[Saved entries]
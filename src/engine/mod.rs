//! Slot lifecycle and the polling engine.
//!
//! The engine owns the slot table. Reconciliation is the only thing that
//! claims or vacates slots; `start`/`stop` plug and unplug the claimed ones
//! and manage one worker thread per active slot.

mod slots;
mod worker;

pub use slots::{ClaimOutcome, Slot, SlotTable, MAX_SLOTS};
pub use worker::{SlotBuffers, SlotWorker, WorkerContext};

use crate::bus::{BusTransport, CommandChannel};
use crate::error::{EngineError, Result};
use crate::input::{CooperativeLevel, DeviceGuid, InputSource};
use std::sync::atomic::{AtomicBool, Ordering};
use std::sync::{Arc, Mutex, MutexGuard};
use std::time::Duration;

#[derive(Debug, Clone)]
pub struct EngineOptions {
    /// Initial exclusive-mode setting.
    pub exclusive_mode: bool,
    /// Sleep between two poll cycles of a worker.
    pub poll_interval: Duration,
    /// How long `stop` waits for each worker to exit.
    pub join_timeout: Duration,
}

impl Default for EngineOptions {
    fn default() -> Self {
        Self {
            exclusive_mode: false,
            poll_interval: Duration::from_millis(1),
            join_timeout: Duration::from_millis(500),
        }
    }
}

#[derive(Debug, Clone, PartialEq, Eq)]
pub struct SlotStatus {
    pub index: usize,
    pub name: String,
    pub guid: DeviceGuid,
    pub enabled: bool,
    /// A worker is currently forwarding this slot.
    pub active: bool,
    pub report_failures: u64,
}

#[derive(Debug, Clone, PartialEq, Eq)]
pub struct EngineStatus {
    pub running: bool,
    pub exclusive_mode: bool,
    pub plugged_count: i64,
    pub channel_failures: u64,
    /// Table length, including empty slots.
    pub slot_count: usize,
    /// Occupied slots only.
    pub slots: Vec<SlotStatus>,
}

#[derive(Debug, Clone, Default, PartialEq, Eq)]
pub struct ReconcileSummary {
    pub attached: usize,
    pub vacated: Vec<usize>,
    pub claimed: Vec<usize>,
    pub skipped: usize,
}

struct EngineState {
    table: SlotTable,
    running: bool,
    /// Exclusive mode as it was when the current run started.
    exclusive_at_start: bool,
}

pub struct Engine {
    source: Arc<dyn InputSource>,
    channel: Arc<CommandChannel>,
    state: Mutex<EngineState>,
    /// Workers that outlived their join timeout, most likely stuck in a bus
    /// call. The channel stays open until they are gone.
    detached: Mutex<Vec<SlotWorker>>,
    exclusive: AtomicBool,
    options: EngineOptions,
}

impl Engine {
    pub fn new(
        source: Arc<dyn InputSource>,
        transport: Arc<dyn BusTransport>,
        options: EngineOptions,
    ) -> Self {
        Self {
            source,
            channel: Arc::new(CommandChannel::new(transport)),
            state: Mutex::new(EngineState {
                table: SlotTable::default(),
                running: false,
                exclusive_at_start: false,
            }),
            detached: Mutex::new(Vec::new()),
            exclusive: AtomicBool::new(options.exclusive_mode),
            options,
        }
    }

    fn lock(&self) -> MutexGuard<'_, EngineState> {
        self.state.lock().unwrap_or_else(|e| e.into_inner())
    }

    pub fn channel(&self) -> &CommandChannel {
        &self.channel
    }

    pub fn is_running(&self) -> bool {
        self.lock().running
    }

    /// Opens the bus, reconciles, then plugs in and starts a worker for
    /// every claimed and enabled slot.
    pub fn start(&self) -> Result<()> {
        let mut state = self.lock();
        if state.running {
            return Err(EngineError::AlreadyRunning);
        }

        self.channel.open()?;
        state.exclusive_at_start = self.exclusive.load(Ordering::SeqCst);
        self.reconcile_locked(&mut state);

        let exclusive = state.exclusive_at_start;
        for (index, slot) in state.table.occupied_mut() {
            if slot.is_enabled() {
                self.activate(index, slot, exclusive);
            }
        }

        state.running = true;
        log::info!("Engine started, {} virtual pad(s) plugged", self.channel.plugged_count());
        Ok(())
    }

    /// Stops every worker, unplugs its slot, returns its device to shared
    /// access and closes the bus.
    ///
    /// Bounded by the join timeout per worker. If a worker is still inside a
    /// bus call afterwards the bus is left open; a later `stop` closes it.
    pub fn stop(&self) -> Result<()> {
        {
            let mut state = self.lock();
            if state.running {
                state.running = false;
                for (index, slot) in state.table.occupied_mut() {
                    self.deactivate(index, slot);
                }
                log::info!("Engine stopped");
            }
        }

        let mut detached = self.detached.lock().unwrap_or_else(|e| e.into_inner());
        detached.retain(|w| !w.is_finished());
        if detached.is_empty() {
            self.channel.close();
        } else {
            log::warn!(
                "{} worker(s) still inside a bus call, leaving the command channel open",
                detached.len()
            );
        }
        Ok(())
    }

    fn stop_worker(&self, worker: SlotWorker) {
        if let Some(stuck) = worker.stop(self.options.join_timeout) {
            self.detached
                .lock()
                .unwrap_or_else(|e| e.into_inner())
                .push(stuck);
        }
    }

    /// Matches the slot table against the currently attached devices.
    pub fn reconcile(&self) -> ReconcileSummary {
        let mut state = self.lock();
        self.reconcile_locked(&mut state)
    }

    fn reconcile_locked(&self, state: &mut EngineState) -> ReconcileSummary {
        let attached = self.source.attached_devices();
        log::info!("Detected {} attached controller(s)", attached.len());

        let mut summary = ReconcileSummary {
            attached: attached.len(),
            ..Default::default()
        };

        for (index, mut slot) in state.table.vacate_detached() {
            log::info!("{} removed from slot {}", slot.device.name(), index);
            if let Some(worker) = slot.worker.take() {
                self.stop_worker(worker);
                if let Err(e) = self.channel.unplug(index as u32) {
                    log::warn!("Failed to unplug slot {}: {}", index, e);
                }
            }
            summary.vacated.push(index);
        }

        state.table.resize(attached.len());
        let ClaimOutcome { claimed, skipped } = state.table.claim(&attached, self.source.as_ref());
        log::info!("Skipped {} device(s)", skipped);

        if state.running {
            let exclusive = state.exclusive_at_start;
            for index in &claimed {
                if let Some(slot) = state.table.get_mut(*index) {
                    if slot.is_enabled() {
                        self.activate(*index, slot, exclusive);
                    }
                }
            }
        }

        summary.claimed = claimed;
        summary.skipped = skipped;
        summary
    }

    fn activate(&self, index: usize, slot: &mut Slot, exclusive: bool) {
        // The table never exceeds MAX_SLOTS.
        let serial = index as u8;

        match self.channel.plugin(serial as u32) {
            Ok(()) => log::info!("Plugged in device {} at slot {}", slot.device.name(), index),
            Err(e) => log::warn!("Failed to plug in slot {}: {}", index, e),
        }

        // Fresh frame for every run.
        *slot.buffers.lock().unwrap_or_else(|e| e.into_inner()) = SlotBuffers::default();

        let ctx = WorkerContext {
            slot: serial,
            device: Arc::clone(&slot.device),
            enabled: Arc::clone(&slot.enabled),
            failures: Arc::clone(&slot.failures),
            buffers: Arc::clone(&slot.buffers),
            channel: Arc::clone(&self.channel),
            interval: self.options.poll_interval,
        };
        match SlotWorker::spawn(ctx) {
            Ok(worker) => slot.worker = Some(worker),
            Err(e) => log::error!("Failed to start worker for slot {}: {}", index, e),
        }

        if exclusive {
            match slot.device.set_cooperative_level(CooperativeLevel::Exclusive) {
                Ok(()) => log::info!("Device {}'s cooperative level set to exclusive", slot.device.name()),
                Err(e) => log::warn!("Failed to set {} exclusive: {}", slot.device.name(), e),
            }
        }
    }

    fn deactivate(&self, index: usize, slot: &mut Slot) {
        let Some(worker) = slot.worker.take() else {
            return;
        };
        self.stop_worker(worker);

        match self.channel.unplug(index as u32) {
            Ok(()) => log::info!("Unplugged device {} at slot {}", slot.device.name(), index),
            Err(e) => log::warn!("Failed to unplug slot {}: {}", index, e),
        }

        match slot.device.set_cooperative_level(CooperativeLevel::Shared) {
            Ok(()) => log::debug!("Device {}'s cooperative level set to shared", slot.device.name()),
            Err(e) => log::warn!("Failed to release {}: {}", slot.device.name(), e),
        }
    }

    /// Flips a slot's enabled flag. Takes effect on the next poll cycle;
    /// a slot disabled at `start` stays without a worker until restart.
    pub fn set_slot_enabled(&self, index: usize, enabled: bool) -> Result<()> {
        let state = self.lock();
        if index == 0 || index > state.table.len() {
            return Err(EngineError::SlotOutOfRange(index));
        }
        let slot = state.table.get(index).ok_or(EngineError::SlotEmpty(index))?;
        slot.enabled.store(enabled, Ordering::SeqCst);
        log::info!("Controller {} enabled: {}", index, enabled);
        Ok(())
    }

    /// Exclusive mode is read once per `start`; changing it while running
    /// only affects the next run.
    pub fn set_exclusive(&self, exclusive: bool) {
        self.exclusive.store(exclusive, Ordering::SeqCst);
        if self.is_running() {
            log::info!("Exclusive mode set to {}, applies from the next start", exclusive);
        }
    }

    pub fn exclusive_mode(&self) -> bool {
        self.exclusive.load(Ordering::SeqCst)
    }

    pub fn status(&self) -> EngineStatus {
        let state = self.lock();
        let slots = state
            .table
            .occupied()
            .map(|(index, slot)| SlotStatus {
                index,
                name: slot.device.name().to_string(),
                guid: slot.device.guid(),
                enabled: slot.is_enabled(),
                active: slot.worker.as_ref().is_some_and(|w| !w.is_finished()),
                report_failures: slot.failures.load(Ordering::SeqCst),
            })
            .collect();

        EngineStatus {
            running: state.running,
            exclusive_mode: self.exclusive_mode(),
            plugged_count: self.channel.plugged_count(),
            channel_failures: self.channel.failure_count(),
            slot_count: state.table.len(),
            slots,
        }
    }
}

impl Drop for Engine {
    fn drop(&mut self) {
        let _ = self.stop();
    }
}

Your task: Produce only the lines from the line containing "self.activate(index, slot, exclusive);" through the line containing "bus call afterwards", inclusive of both, exactly as they stand in the entries above.

Response below:
                self.activate(index, slot, exclusive);
            }
        }

        state.running = true;
        log::info!("Engine started, {} virtual pad(s) plugged", self.channel.plugged_count());
        Ok(())
    }

    /// Stops every worker, unplugs its slot, returns its device to shared
    /// access and closes the bus.
    ///
    /// Bounded by the join timeout per worker. If a worker is still inside a
    /// bus call afterwards the bus is left open; a later `stop` closes it.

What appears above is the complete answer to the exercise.